> **PROBLEM REQUIREMENTS**
Up to and including the line that contains "for entry in", write out each line of the material from its first line, exactly.

> **DATASET RECORDS**
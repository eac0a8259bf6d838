//! Text shown in Discord replies. Kept free of serenity types so it can be
//! tested without a gateway.

use chrono::{DateTime, Utc};
use datepoll_core::errors::ScheduleError;
use datepoll_core::models::{Schedule, ScheduleSummary, Vote, VoteStatus, VoteTally};
use datepoll_core::validation::DATE_INPUT_FORMAT;

/// Discord rejects embeds with more fields than this.
pub const MAX_EMBED_FIELDS: usize = 25;
pub const MAX_FIELD_NAME_LEN: usize = 256;
pub const MAX_FIELD_VALUE_LEN: usize = 1024;
/// Discord's cap on the characters of a whole embed: title, fields and footer.
pub const MAX_EMBED_TOTAL_LEN: usize = 6000;
const DESCRIPTION_PREVIEW_LEN: usize = 200;

pub const GENERIC_ERROR_MESSAGE: &str =
    "Something went wrong while handling that command. Please try again later.";

pub fn format_date(date: DateTime<Utc>) -> String {
    date.format(DATE_INPUT_FORMAT).to_string()
}

/// `⭕ 2  🔺 1  ❌ 0`
pub fn format_tally(tally: &VoteTally) -> String {
    VoteStatus::ALL
        .iter()
        .map(|status| format!("{} {}", status, tally.get(*status)))
        .collect::<Vec<_>>()
        .join("  ")
}

/// Cut `text` to at most `max_chars` characters, marking the cut with `…`.
pub fn truncate(text: &str, max_chars: usize) -> String {
    if text.chars().count() <= max_chars {
        return text.to_string();
    }
    let kept: String = text.chars().take(max_chars.saturating_sub(1)).collect();
    format!("{}…", kept)
}

pub fn mention(user_id: u64) -> String {
    format!("<@{}>", user_id)
}

/// One embed field per schedule in the /schedule list reply.
pub fn summary_field(summary: &ScheduleSummary) -> (String, String) {
    let name = truncate(&format!("📅 {}", summary.title), MAX_FIELD_NAME_LEN);

    let mut value = String::new();
    if let Some(description) = &summary.description {
        value.push_str(&format!(
            "**Description**: {}\n",
            truncate(description, DESCRIPTION_PREVIEW_LEN)
        ));
    }
    value.push_str(&format!("**Created by**: {}\n", mention(summary.creator_id)));
    value.push_str(&format!("**ID**: `{}`\n\n**Candidate dates**:\n", summary.id));
    for entry in &summary.dates {
        value.push_str(&format!(
            "・{} ({})\n",
            format_date(entry.date),
            format_tally(&entry.tally)
        ));
    }

    (name, truncate(value.trim_end(), MAX_FIELD_VALUE_LEN))
}

pub const LIST_TITLE: &str = "Active schedules";

pub fn hidden_footer(hidden: usize) -> String {
    format!("{} more not shown", hidden)
}

/// Fields for the list reply and the number of schedules left out.
///
/// Stops at the field count limit or once the next field would push the
/// embed, with its title and footer, past [`MAX_EMBED_TOTAL_LEN`].
pub fn summary_fields(summaries: &[ScheduleSummary]) -> (Vec<(String, String)>, usize) {
    // The footer can only get shorter than this, since at most every
    // schedule is hidden.
    let mut used = LIST_TITLE.chars().count() + hidden_footer(summaries.len()).chars().count();

    let mut fields = Vec::new();
    for summary in summaries.iter().take(MAX_EMBED_FIELDS) {
        let (name, value) = summary_field(summary);
        let size = name.chars().count() + value.chars().count();
        if used + size > MAX_EMBED_TOTAL_LEN {
            break;
        }
        used += size;
        fields.push((name, value));
    }

    let hidden = summaries.len() - fields.len();
    (fields, hidden)
}

pub fn candidate_list(schedule: &Schedule) -> String {
    schedule
        .dates
        .iter()
        .map(|candidate| format!("・{}", format_date(candidate.date)))
        .collect::<Vec<_>>()
        .join("\n")
}

pub fn created_description(schedule: &Schedule) -> String {
    let mut text = format!("**{}**\n", schedule.title);
    if let Some(description) = &schedule.description {
        text.push_str(&format!("{}\n", truncate(description, DESCRIPTION_PREVIEW_LEN)));
    }
    text.push_str(&format!(
        "\nCandidate dates (UTC):\n{}\n\nVote with `/schedule vote id:{} date:<date> answer:<answer>`",
        candidate_list(schedule),
        schedule.id
    ));
    text
}

pub fn vote_recorded(vote: &Vote) -> String {
    format!(
        "Your answer for {} is now {} ({}).",
        format_date(vote.date),
        vote.vote_status,
        vote.vote_status.label()
    )
}

pub fn confirmed_description(schedule: &Schedule) -> String {
    match schedule.confirmed_date {
        Some(date) => format!("**{}** will take place on {} (UTC).", schedule.title, format_date(date)),
        None => format!("**{}** has been confirmed.", schedule.title),
    }
}

pub fn cancelled_description(schedule: &Schedule) -> String {
    format!("**{}** has been cancelled.", schedule.title)
}

/// Message shown to the user for a failed interaction. Domain rejections are
/// shown as-is, anything else is hidden behind a generic message.
pub fn user_message(err: &eyre::Report) -> String {
    match err.downcast_ref::<ScheduleError>() {
        Some(e) if e.is_user_facing() => e.to_string(),
        _ => GENERIC_ERROR_MESSAGE.to_string(),
    }
}
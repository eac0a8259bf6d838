use chrono::{DateTime, Utc};
use tracing::{debug, info};
use uuid::Uuid;

use crate::errors::{ScheduleError, ScheduleResult};
use crate::models::{NewSchedule, Schedule, ScheduleSummary, Vote, VoteStatus};
use crate::store::ScheduleStore;
use crate::validation::validate_new_schedule;

/// User-facing schedule operations.
///
/// Every mutation loads the aggregate, applies the domain rule, then
/// persists. The store guards terminal transitions again, so a concurrent
/// confirm/cancel that wins the race is reported as [`ScheduleError::AlreadyClosed`].
pub struct ScheduleService<S> {
    store: S,
}

impl<S: ScheduleStore> ScheduleService<S> {
    pub fn new(store: S) -> Self {
        Self { store }
    }

    pub fn store(&self) -> &S {
        &self.store
    }

    /// Validate the request against `now` and persist a new active schedule.
    pub async fn create_schedule(&self, request: NewSchedule, now: DateTime<Utc>) -> ScheduleResult<Uuid> {
        let request = validate_new_schedule(request, now)?;
        let schedule = Schedule::create(
            request.title,
            request.description,
            request.creator_id,
            request.channel_id,
            request.dates,
        );

        let id = self.store.create_schedule(&schedule).await?;
        info!(
            "Created schedule: id={}, creator={}, dates={}",
            id,
            schedule.creator_id,
            schedule.dates.len()
        );
        Ok(id)
    }

    pub async fn get_schedule(&self, id: Uuid) -> ScheduleResult<Schedule> {
        self.store
            .get_schedule(id)
            .await?
            .ok_or_else(|| ScheduleError::NotFound(format!("Schedule {}", id)))
    }

    pub async fn list_active_schedules(&self) -> ScheduleResult<Vec<ScheduleSummary>> {
        let schedules = self.store.get_active_schedules().await?;
        debug!("Listing {} active schedules", schedules.len());
        Ok(schedules.iter().map(Schedule::summary).collect())
    }

    pub async fn record_vote(
        &self,
        id: Uuid,
        user_id: u64,
        date: DateTime<Utc>,
        status: VoteStatus,
    ) -> ScheduleResult<Vote> {
        let mut schedule = self.get_schedule(id).await?;
        let vote = schedule.add_vote(user_id, date, status)?.clone();

        if !self.store.update_vote(&vote).await? {
            return Err(self.closed_error(id).await);
        }
        debug!("Recorded vote: schedule={}, user={}, status={}", id, user_id, status);
        Ok(vote)
    }

    pub async fn confirm_schedule(&self, id: Uuid, date: DateTime<Utc>) -> ScheduleResult<Schedule> {
        let mut schedule = self.get_schedule(id).await?;
        schedule.confirm_date(date)?;

        if !self.store.confirm_schedule(id, date).await? {
            return Err(self.closed_error(id).await);
        }

        info!("Confirmed schedule: id={}, date={}", id, date);
        Ok(schedule)
    }

    pub async fn cancel_schedule(&self, id: Uuid) -> ScheduleResult<Schedule> {
        let mut schedule = self.get_schedule(id).await?;
        schedule.cancel()?;

        if !self.store.cancel_schedule(id).await? {
            return Err(self.closed_error(id).await);
        }

        info!("Cancelled schedule: id={}", id);
        Ok(schedule)
    }

    /// Set the reminder flag. Repeating the same value is harmless.
    pub async fn mark_reminder_sent(&self, id: Uuid, sent: bool) -> ScheduleResult<()> {
        if !self.store.update_reminder_sent(id, sent).await? {
            return Err(ScheduleError::NotFound(format!("Schedule {}", id)));
        }
        Ok(())
    }

    // The guarded update matched nothing: find out why.
    async fn closed_error(&self, id: Uuid) -> ScheduleError {
        match self.store.get_schedule(id).await {
            Ok(Some(schedule)) => ScheduleError::AlreadyClosed(schedule.status),
            Ok(None) => ScheduleError::NotFound(format!("Schedule {}", id)),
            Err(e) => ScheduleError::Storage(e),
        }
    }
}
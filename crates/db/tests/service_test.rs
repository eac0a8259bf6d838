use chrono::{DateTime, Duration, Utc};
use datepoll_core::errors::ScheduleError;
use datepoll_core::models::{NewSchedule, ScheduleStatus, VoteStatus};
use datepoll_core::service::ScheduleService;
use datepoll_core::validation::parse_candidate_dates;
use datepoll_db::repositories::ScheduleRepository;
use datepoll_db::Database;
use pretty_assertions::assert_eq;

async fn service() -> ScheduleService<ScheduleRepository> {
    let db = Database::in_memory().await.unwrap();
    ScheduleService::new(ScheduleRepository::new(db))
}

fn next_days(count: i64) -> Vec<DateTime<Utc>> {
    let input = (1..=count)
        .map(|i| (Utc::now() + Duration::days(i)).format("%Y-%m-%d 19:00").to_string())
        .collect::<Vec<_>>()
        .join("\n");
    parse_candidate_dates(&input, Utc::now()).unwrap()
}

fn request(title: &str, dates: Vec<DateTime<Utc>>) -> NewSchedule {
    NewSchedule {
        title: title.to_string(),
        description: Some("Weekly sync".to_string()),
        creator_id: 1234,
        channel_id: 5678,
        dates,
    }
}

#[tokio::test]
async fn test_create_then_get_matches_input() {
    let service = service().await;
    let dates = next_days(10);

    let id = service
        .create_schedule(request("Sync", dates.clone()), Utc::now())
        .await
        .unwrap();
    let schedule = service.get_schedule(id).await.unwrap();

    assert_eq!(schedule.title, "Sync");
    assert_eq!(schedule.description.as_deref(), Some("Weekly sync"));
    assert_eq!(schedule.creator_id, 1234);
    assert_eq!(schedule.channel_id, 5678);
    assert_eq!(schedule.status, ScheduleStatus::Active);
    assert!(!schedule.reminder_sent);
    assert!(schedule.votes.is_empty());
    assert_eq!(schedule.dates.iter().map(|d| d.date).collect::<Vec<_>>(), dates);
}

#[tokio::test]
async fn test_vote_flow_and_tally() {
    let service = service().await;
    let dates = next_days(2);
    let id = service
        .create_schedule(request("Dinner", dates.clone()), Utc::now())
        .await
        .unwrap();
    let date = dates[0];

    service.record_vote(id, 1, date, VoteStatus::Cross).await.unwrap();
    service.record_vote(id, 1, date, VoteStatus::Circle).await.unwrap();
    service.record_vote(id, 2, date, VoteStatus::Circle).await.unwrap();
    service.record_vote(id, 3, date, VoteStatus::Triangle).await.unwrap();
    service.record_vote(id, 4, date, VoteStatus::Cross).await.unwrap();

    let tally = service.get_schedule(id).await.unwrap().vote_count(date).unwrap();
    assert_eq!((tally.circle, tally.triangle, tally.cross), (2, 1, 1));

    let summaries = service.list_active_schedules().await.unwrap();
    assert_eq!(summaries.len(), 1);
    assert_eq!(summaries[0].dates[0].tally, tally);
    assert_eq!(summaries[0].dates[1].tally.total(), 0);
}

#[tokio::test]
async fn test_confirm_flow() {
    let service = service().await;
    let dates = next_days(3);
    let id = service
        .create_schedule(request("Trip", dates.clone()), Utc::now())
        .await
        .unwrap();

    let err = service
        .confirm_schedule(id, dates[0] + Duration::minutes(1))
        .await
        .unwrap_err();
    assert!(matches!(err, ScheduleError::InvalidDate(_)));

    service.confirm_schedule(id, dates[1]).await.unwrap();
    let schedule = service.get_schedule(id).await.unwrap();
    assert_eq!(schedule.status, ScheduleStatus::Confirmed);
    assert_eq!(schedule.confirmed_date, Some(dates[1]));

    let err = service.cancel_schedule(id).await.unwrap_err();
    assert!(matches!(err, ScheduleError::AlreadyClosed(ScheduleStatus::Confirmed)));
    let err = service
        .record_vote(id, 9, dates[0], VoteStatus::Circle)
        .await
        .unwrap_err();
    assert!(matches!(err, ScheduleError::AlreadyClosed(_)));

    assert!(service.list_active_schedules().await.unwrap().is_empty());
}

#[tokio::test]
async fn test_operations_on_missing_schedule() {
    let service = service().await;
    let id = uuid::Uuid::new_v4();
    let date = next_days(1)[0];

    assert!(matches!(
        service.record_vote(id, 1, date, VoteStatus::Circle).await,
        Err(ScheduleError::NotFound(_))
    ));
    assert!(matches!(
        service.confirm_schedule(id, date).await,
        Err(ScheduleError::NotFound(_))
    ));
    assert!(matches!(
        service.cancel_schedule(id).await,
        Err(ScheduleError::NotFound(_))
    ));
    assert!(matches!(
        service.mark_reminder_sent(id, true).await,
        Err(ScheduleError::NotFound(_))
    ));
}

#[tokio::test]
async fn test_invalid_create_leaves_nothing_behind() {
    let service = service().await;
    let mut dates = next_days(1);
    dates.push(Utc::now() - Duration::days(1));

    let err = service
        .create_schedule(request("Late", dates), Utc::now())
        .await
        .unwrap_err();
    assert!(matches!(err, ScheduleError::Validation(_)));
    assert!(service.list_active_schedules().await.unwrap().is_empty());
}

> **RESPONSE TO THE EXERCISE**
repository eac0a8259bf6d838
//! Text shown in Discord replies. Kept free of serenity types so it can be
//! tested without a gateway.

use chrono::{DateTime, Utc};
use datepoll_core::errors::ScheduleError;
use datepoll_core::models::{Schedule, ScheduleSummary, Vote, VoteStatus, VoteTally};
use datepoll_core::validation::DATE_INPUT_FORMAT;

/// Discord rejects embeds with more fields than this.
pub const MAX_EMBED_FIELDS: usize = 25;
pub const MAX_FIELD_NAME_LEN: usize = 256;
pub const MAX_FIELD_VALUE_LEN: usize = 1024;
/// Discord's cap on the characters of a whole embed: title, fields and footer.
pub const MAX_EMBED_TOTAL_LEN: usize = 6000;
const DESCRIPTION_PREVIEW_LEN: usize = 200;

pub const GENERIC_ERROR_MESSAGE: &str =
    "Something went wrong while handling that command. Please try again later.";

pub fn format_date(date: DateTime<Utc>) -> String {
    date.format(DATE_INPUT_FORMAT).to_string()
}

/// `⭕ 2  🔺 1  ❌ 0`
pub fn format_tally(tally: &VoteTally) -> String {
    VoteStatus::ALL
        .iter()
        .map(|status| format!("{} {}", status, tally.get(*status)))
        .collect::<Vec<_>>()
        .join("  ")
}

/// Cut `text` to at most `max_chars` characters, marking the cut with `…`.
pub fn truncate(text: &str, max_chars: usize) -> String {
    if text.chars().count() <= max_chars {
        return text.to_string();
    }
    let kept: String = text.chars().take(max_chars.saturating_sub(1)).collect();
    format!("{}…", kept)
}

pub fn mention(user_id: u64) -> String {
    format!("<@{}>", user_id)
}

/// One embed field per schedule in the /schedule list reply.
pub fn summary_field(summary: &ScheduleSummary) -> (String, String) {
    let name = truncate(&format!("📅 {}", summary.title), MAX_FIELD_NAME_LEN);

    let mut value = String::new();
    if let Some(description) = &summary.description {
        value.push_str(&format!(
            "**Description**: {}\n",
            truncate(description, DESCRIPTION_PREVIEW_LEN)
        ));
    }
    value.push_str(&format!("**Created by**: {}\n", mention(summary.creator_id)));
    value.push_str(&format!("**ID**: `{}`\n\n**Candidate dates**:\n", summary.id));
    for entry in &summary.dates {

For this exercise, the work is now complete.